Extracted data Block Start

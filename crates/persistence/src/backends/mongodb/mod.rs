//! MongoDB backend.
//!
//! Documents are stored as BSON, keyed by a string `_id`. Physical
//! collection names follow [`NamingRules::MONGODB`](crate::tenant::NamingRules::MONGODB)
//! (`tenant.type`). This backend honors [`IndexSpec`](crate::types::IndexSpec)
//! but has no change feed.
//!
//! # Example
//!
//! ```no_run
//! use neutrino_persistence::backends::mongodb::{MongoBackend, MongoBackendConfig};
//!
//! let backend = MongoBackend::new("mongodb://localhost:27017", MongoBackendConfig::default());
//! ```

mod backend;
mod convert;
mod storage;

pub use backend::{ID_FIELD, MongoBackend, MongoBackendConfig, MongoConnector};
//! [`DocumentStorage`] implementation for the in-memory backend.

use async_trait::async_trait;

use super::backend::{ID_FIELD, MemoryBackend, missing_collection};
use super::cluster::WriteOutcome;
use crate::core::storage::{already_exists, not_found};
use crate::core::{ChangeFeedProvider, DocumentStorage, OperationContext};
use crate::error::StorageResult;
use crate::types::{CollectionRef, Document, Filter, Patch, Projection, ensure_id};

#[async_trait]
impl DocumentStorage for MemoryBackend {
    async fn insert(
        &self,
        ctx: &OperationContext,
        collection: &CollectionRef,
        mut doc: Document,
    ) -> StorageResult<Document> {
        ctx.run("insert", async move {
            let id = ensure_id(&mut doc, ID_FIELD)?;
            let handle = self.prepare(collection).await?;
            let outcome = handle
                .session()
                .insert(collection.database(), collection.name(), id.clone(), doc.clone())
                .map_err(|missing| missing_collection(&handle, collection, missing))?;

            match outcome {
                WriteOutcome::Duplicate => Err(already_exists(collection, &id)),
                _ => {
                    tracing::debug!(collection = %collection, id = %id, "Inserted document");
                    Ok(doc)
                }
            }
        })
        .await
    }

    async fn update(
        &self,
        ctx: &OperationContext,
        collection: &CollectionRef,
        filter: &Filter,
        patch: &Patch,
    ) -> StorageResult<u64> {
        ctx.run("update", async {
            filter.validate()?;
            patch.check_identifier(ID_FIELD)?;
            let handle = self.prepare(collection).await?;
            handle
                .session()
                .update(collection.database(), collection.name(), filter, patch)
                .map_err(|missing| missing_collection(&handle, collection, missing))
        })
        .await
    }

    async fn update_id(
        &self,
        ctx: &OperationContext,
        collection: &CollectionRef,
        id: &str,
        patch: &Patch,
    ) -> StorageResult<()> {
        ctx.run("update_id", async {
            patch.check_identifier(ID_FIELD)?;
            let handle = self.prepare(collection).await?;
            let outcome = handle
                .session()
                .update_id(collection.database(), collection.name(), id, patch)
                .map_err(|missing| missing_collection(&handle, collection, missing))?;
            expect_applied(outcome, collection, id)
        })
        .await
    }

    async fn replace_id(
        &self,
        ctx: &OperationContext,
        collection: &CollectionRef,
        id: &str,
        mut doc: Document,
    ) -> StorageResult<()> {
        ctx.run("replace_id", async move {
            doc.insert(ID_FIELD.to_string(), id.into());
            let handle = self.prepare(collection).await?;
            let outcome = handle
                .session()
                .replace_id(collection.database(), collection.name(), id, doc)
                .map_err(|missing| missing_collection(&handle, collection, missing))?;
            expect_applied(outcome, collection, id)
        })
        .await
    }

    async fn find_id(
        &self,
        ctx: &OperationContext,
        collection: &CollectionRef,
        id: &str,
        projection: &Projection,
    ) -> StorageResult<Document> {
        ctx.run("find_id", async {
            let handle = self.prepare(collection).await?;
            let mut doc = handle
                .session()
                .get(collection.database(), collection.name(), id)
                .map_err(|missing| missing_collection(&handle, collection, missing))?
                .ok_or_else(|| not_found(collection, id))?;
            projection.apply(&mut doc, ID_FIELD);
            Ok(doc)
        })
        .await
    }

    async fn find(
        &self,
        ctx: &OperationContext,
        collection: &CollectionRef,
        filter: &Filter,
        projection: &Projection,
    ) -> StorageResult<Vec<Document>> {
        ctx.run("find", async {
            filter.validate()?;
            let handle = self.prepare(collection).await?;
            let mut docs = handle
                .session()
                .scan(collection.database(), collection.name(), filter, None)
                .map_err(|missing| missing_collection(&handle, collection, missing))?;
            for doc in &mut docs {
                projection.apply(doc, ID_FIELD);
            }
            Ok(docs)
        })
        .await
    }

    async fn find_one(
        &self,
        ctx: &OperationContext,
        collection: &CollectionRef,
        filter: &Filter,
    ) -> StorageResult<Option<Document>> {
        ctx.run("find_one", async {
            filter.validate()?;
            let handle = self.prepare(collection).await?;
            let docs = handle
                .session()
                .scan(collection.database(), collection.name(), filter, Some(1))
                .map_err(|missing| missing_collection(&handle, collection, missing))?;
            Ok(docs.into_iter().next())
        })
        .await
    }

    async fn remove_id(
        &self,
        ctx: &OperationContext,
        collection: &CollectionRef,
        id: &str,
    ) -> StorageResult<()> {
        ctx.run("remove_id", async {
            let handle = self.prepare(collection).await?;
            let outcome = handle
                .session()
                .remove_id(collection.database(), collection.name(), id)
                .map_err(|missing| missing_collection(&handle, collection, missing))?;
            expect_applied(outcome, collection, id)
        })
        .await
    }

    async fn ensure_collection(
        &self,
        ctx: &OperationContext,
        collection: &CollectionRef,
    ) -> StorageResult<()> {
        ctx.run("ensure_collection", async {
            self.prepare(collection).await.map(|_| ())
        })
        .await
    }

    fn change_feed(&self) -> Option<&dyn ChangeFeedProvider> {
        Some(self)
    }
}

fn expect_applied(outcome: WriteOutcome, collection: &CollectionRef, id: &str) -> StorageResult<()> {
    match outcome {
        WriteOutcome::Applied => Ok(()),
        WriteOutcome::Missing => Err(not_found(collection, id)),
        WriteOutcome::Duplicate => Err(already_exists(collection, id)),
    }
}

Extracted data Block End

**Exercise:** In full and without alteration, return every line above.

**Output of the task:**
filename crates/persistence/src/backends/mongodb/mod.rs
//! MongoDB backend.
//!
//! Documents are stored as BSON, keyed by a string `_id`. Physical
//! collection names follow [`NamingRules::MONGODB`](crate::tenant::NamingRules::MONGODB)
//! (`tenant.type`). This backend honors [`IndexSpec`](crate::types::IndexSpec)
//! but has no change feed.
//!
//! # Example
//!
//! ```no_run
//! use neutrino_persistence::backends::mongodb::{MongoBackend, MongoBackendConfig};
//!
//! let backend = MongoBackend::new("mongodb://localhost:27017", MongoBackendConfig::default());
//! ```

mod backend;
mod convert;
mod storage;

pub use backend::{ID_FIELD, MongoBackend, MongoBackendConfig, MongoConnector};
//! [`DocumentStorage`] implementation for the in-memory backend.

use async_trait::async_trait;

use super::backend::{ID_FIELD, MemoryBackend, missing_collection};
use super::cluster::WriteOutcome;
use crate::core::storage::{already_exists, not_found};
use crate::core::{ChangeFeedProvider, DocumentStorage, OperationContext};
use crate::error::StorageResult;
use crate::types::{CollectionRef, Document, Filter, Patch, Projection, ensure_id};

#[async_trait]
impl DocumentStorage for MemoryBackend {
    async fn insert(
        &self,
        ctx: &OperationContext,
        collection: &CollectionRef,
        mut doc: Document,
    ) -> StorageResult<Document> {
        ctx.run("insert", async move {
            let id = ensure_id(&mut doc, ID_FIELD)?;
            let handle = self.prepare(collection).await?;
            let outcome = handle
                .session()
                .insert(collection.database(), collection.name(), id.clone(), doc.clone())
                .map_err(|missing| missing_collection(&handle, collection, missing))?;

            match outcome {
                WriteOutcome::Duplicate => Err(already_exists(collection, &id)),
                _ => {
                    tracing::debug!(collection = %collection, id = %id, "Inserted document");
                    Ok(doc)
                }
            }
        })
        .await
    }

    async fn update(
        &self,
        ctx: &OperationContext,
        collection: &CollectionRef,
        filter: &Filter,
        patch: &Patch,
    ) -> StorageResult<u64> {
        ctx.run("update", async {
            filter.validate()?;
            patch.check_identifier(ID_FIELD)?;
            let handle = self.prepare(collection).await?;
            handle
                .session()
                .update(collection.database(), collection.name(), filter, patch)
                .map_err(|missing| missing_collection(&handle, collection, missing))
        })
        .await
    }

    async fn update_id(
        &self,
        ctx: &OperationContext,
        collection: &CollectionRef,
        id: &str,
        patch: &Patch,
    ) -> StorageResult<()> {
        ctx.run("update_id", async {
            patch.check_identifier(ID_FIELD)?;
            let handle = self.prepare(collection).await?;
            let outcome = handle
                .session()
                .update_id(collection.database(), collection.name(), id, patch)
                .map_err(|missing| missing_collection(&handle, collection, missing))?;
            expect_applied(outcome, collection, id)
        })
        .await
    }

    async fn replace_id(
        &self,
        ctx: &OperationContext,
        collection: &CollectionRef,
        id: &str,
        mut doc: Document,
    ) -> StorageResult<()> {
        ctx.run("replace_id", async move {
            doc.insert(ID_FIELD.to_string(), id.into());
            let handle = self.prepare(collection).await?;
            let outcome = handle
                .session()
                .replace_id(collection.database(), collection.name(), id, doc)
                .map_err(|missing| missing_collection(&handle, collection, missing))?;
            expect_applied(outcome, collection, id)
        })
        .await
    }

    async fn find_id(
        &self,
        ctx: &OperationContext,
        collection: &CollectionRef,
        id: &str,
        projection: &Projection,
    ) -> StorageResult<Document> {
        ctx.run("find_id", async {
            let handle = self.prepare(collection).await?;
            let mut doc = handle
                .session()
                .get(collection.database(), collection.name(), id)
                .map_err(|missing| missing_collection(&handle, collection, missing))?
                .ok_or_else(|| not_found(collection, id))?;
            projection.apply(&mut doc, ID_FIELD);
            Ok(doc)
        })
        .await
    }

    async fn find(
        &self,
        ctx: &OperationContext,
        collection: &CollectionRef,
        filter: &Filter,
        projection: &Projection,
    ) -> StorageResult<Vec<Document>> {
        ctx.run("find", async {
            filter.validate()?;
            let handle = self.prepare(collection).await?;
            let mut docs = handle
                .session()
                .scan(collection.database(), collection.name(), filter, None)
                .map_err(|missing| missing_collection(&handle, collection, missing))?;
            for doc in &mut docs {
                projection.apply(doc, ID_FIELD);
            }
            Ok(docs)
        })
        .await
    }

    async fn find_one(
        &self,
        ctx: &OperationContext,
        collection: &CollectionRef,
        filter: &Filter,
    ) -> StorageResult<Option<Document>> {
        ctx.run("find_one", async {
            filter.validate()?;
            let handle = self.prepare(collection).await?;
            let docs = handle
                .session()
                .scan(collection.database(), collection.name(), filter, Some(1))
                .map_err(|missing| missing_collection(&handle, collection, missing))?;
            Ok(docs.into_iter().next())
        })
        .await
    }

    async fn remove_id(
        &self,
        ctx: &OperationContext,
        collection: &CollectionRef,
        id: &str,
    ) -> StorageResult<()> {
        ctx.run("remove_id", async {
            let handle = self.prepare(collection).await?;
            let outcome = handle
                .session()
                .remove_id(collection.database(), collection.name(), id)
                .map_err(|missing| missing_collection(&handle, collection, missing))?;
            expect_applied(outcome, collection, id)
        })
        .await
    }

    async fn ensure_collection(
        &self,
        ctx: &OperationContext,
        collection: &CollectionRef,
    ) -> StorageResult<()> {
        ctx.run("ensure_collection", async {
            self.prepare(collection).await.map(|_| ())
        })
        .await
    }

    fn change_feed(&self) -> Option<&dyn ChangeFeedProvider> {
        Some(self)
    }
}

fn expect_applied(outcome: WriteOutcome, collection: &CollectionRef, id: &str) -> StorageResult<()> {
    match outcome {
        WriteOutcome::Applied => Ok(()),
        WriteOutcome::Missing => Err(not_found(collection, id)),
        WriteOutcome::Duplicate => Err(already_exists(collection, id)),
    }
}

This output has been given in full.